Eventually Nicky and her husband Phil, who come from Shrewsbury, moved Lizzy to an independent school, with small classes where she has since thrived. In 2008 she appeared in the award-winning BBC film Dustbin Baby, playing Poppy, a character with Asperger's.
Nicky says: "She has a small group of friends; they realise her take on things is different and they back off. That is all it takes. She has the maturity to say, 'This is the way I like to do things. I am who I am and you do things differently from me.'"
Emily, aged 12, was diagnosed as a toddler – long before Lizzy – with autism and learning disabilities. Nicky says: "She wasn't speaking and my mum, who was a health visitor, said I should take her to the GP who referred her to the child development centre. She was diagnosed the day before her third birthday. I didn't see it coming and all I could think of was Rain Man, the movie with Dustin Hoffman. Nothing the doctors were saying to me was going in. I left the consulting room and collapsed.
"Emily was terrifically affectionate and interested in things but had no language – that was the only symptom. She went to mainstream school and gradually her language started to come through. But around the age of five her friends started to drift away."
They moved her to a special school where things improved. "She is still affectionate but she has grown and matured. Puberty has set in – she is becoming a teenager and there is a natural withdrawal. As long as she has her Teletubbies and Thomas the Tank Engine DVDs she is happy. But there is the huge challenge of her learning disabilities, which can lead to temper tantrums and what I call serious meltdown."
Visitors to the Clark household are often surprised when they learn the girls are on the autistic spectrum. "People say, 'Isn't that a boy thing?' or want to know if she can draw Westminster Abbey. Someone once said they couldn't have autism because it only affected boys."

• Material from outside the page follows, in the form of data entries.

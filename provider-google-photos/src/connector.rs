//! Google Photos Library API connector implementation
//!
//! Implements the `MediaLibrary` trait for the Photos Library API v1.

use async_trait::async_trait;
use bridge_traits::error::Result;
use bridge_traits::http::{HttpClient, HttpMethod, HttpRequest};
use bridge_traits::media::{MediaItemResult, MediaLibrary, NewMediaItem, UploadToken};
use bytes::Bytes;
use std::sync::Arc;
use tracing::{debug, instrument, warn};

use crate::error::GooglePhotosError;
use crate::types::{BatchCreateRequest, BatchCreateResponse};

/// Photos Library API base URL
const PHOTOS_API_BASE: &str = "https://photoslibrary.googleapis.com/v1";

/// Google Photos Library API connector
///
/// # Example
///
/// ```ignore
/// use provider_google_photos::GooglePhotosConnector;
/// use bridge_traits::media::{MediaLibrary, NewMediaItem};
///
/// let photos = GooglePhotosConnector::new(http_client);
/// let token = photos.upload_bytes(&access_token, "a.jpg", "image/jpeg", bytes).await?;
/// let results = photos
///     .batch_create(&access_token, vec![NewMediaItem::new(token, "a.jpg", "Uploaded from Google Drive")])
///     .await?;
/// ```
pub struct GooglePhotosConnector {
    http_client: Arc<dyn HttpClient>,
    base_url: String,
}

impl GooglePhotosConnector {
    /// Create a new Google Photos connector
    pub fn new(http_client: Arc<dyn HttpClient>) -> Self {
        Self::with_base_url(http_client, PHOTOS_API_BASE)
    }

    /// Create a connector against a different API root
    pub fn with_base_url(http_client: Arc<dyn HttpClient>, base_url: impl Into<String>) -> Self {
        Self {
            http_client,
            base_url: base_url.into().trim_end_matches('/').to_string(),
        }
    }
}

#[async_trait]
impl MediaLibrary for GooglePhotosConnector {
    #[instrument(skip(self, access_token, data), fields(size = data.len()))]
    async fn upload_bytes(
        &self,
        access_token: &str,
        file_name: &str,
        mime_type: &str,
        data: Bytes,
    ) -> Result<UploadToken> {
        let request = HttpRequest::new(HttpMethod::Post, format!("{}/uploads", self.base_url))
            .bearer_token(access_token)
            .header("Content-Type", "application/octet-stream")
            .header("X-Goog-Upload-File-Name", file_name)
            .header("X-Goog-Upload-Content-Type", mime_type)
            .header("X-Goog-Upload-Protocol", "raw")
            .body(data);

        let response = self.http_client.execute(request).await?;

        if !response.is_success() {
            warn!(status = response.status, "Upload rejected");
            return Err(GooglePhotosError::UploadRejected {
                status_code: response.status,
                message: String::from_utf8_lossy(&response.body).to_string(),
            }
            .into());
        }

        let token = response.text()?;
        if token.trim().is_empty() {
            return Err(GooglePhotosError::EmptyUploadToken.into());
        }

        debug!("Received upload token");
        Ok(UploadToken::new(token))
    }

    #[instrument(skip(self, access_token, items), fields(count = items.len()))]
    async fn batch_create(
        &self,
        access_token: &str,
        items: Vec<NewMediaItem>,
    ) -> Result<Vec<MediaItemResult>> {
        let body = BatchCreateRequest {
            new_media_items: items.into_iter().map(Into::into).collect(),
        };

        let request = HttpRequest::new(
            HttpMethod::Post,
            format!("{}/mediaItems:batchCreate", self.base_url),
        )
        .bearer_token(access_token)
        .json(&body)?;

        let response = self.http_client.execute(request).await?;

        if !response.is_success() {
            warn!(status = response.status, "batchCreate request failed");
            return Err(GooglePhotosError::ApiError {
                status_code: response.status,
                message: String::from_utf8_lossy(&response.body).to_string(),
            }
            .into());
        }

        let parsed: BatchCreateResponse = serde_json::from_slice(&response.body).map_err(|e| {
            GooglePhotosError::ParseError(format!("Failed to parse batchCreate response: {}", e))
        })?;

        let results: Vec<MediaItemResult> = parsed
            .new_media_item_results
            .into_iter()
            .map(MediaItemResult::from)
            .collect();

        debug!(
            results = results.len(),
            succeeded = results.iter().filter(|r| r.is_success()).count(),
            "batchCreate completed"
        );

        Ok(results)
    }
}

Ignorance about the condition in the female sex extends to professionals, adding to the distress it causes. Research suggests that even when girls are screened autistic traits are not picked up. In one study of 60 patients at a psychiatric hospital in England, none were diagnosed as autistic but 11 were later shown to have autistic traits. They were diagnosed with other conditions such as personality disorder and schizophrenia.
Charities say a growing number of adult women are coming to them, having recognised themselves in autistic characters on television or in print. Often they are relieved to discover why they are "different". The explanation for their delayed diagnosis, in addition to medical ignorance, is that girls tend to be better at masking the condition. They are better with language, more advanced than boys, less disruptive and better able to compensate for their problems.

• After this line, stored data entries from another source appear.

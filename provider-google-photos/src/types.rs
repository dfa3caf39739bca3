//! Google Photos Library API request and response types
//!
//! See: https://developers.google.com/photos/library/reference/rest/v1/mediaItems/batchCreate

use bridge_traits::media::{MediaItemResult, NewMediaItem};
use serde::{Deserialize, Serialize};

/// mediaItems.batchCreate request body
#[derive(Debug, Serialize)]
#[serde(rename_all = "camelCase")]
pub struct BatchCreateRequest {
    pub new_media_items: Vec<NewMediaItemBody>,
}

#[derive(Debug, Serialize)]
#[serde(rename_all = "camelCase")]
pub struct NewMediaItemBody {
    pub description: String,
    pub simple_media_item: SimpleMediaItem,
}

#[derive(Debug, Serialize)]
#[serde(rename_all = "camelCase")]
pub struct SimpleMediaItem {
    pub file_name: String,
    pub upload_token: String,
}

impl From<NewMediaItem> for NewMediaItemBody {
    fn from(item: NewMediaItem) -> Self {
        Self {
            description: item.description,
            simple_media_item: SimpleMediaItem {
                file_name: item.file_name,
                upload_token: item.upload_token,
            },
        }
    }
}

/// mediaItems.batchCreate response body
#[derive(Debug, Deserialize)]
#[serde(rename_all = "camelCase")]
pub struct BatchCreateResponse {
    #[serde(default)]
    pub new_media_item_results: Vec<NewMediaItemResult>,
}

#[derive(Debug, Deserialize)]
#[serde(rename_all = "camelCase")]
pub struct NewMediaItemResult {
    #[serde(default)]
    pub upload_token: Option<String>,
    #[serde(default)]
    pub status: Option<Status>,
    #[serde(default)]
    pub media_item: Option<MediaItem>,
}

/// google.rpc.Status
#[derive(Debug, Deserialize)]
pub struct Status {
    #[serde(default)]
    pub code: Option<i32>,
    #[serde(default)]
    pub message: Option<String>,
}

#[derive(Debug, Deserialize)]
#[serde(rename_all = "camelCase")]
pub struct MediaItem {
    pub id: String,
    #[serde(default)]
    pub product_url: Option<String>,
}

impl From<NewMediaItemResult> for MediaItemResult {
    fn from(result: NewMediaItemResult) -> Self {
        MediaItemResult {
            upload_token: result.upload_token,
            status_message: result.status.and_then(|status| status.message),
        }
    }
}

Judith Gould, psychologist and director of the Lorna Wing Centre of the National Autistic Society, says: "We are definitely seeing an increase in women and girls being diagnosed. Girls are diagnosed later than boys at age 12 upwards. It is when they hit puberty that it becomes more obvious. Often they are on the periphery of social groups. They have learnt their social skills by intellect, not naturally or instinctively. Teenage girls are very socially demanding on each other and can be marginalised, teased and bullied. Often girls do not show difficult or aggressive behaviour but are shy or passive and depressed."
It is to combat the ignorance and neglect of the condition among girls and women that this week's conference is being held. Mark Lever, chief executive of the National Autistic Society, says: "So many women tell us that trying to get a diagnosis feels like an insurmountable hurdle and they have to fight tremendous battles to get the help support and services they desperately need. Autism is a lifelong condition. Without the right support it can have a profound effect on individuals and families."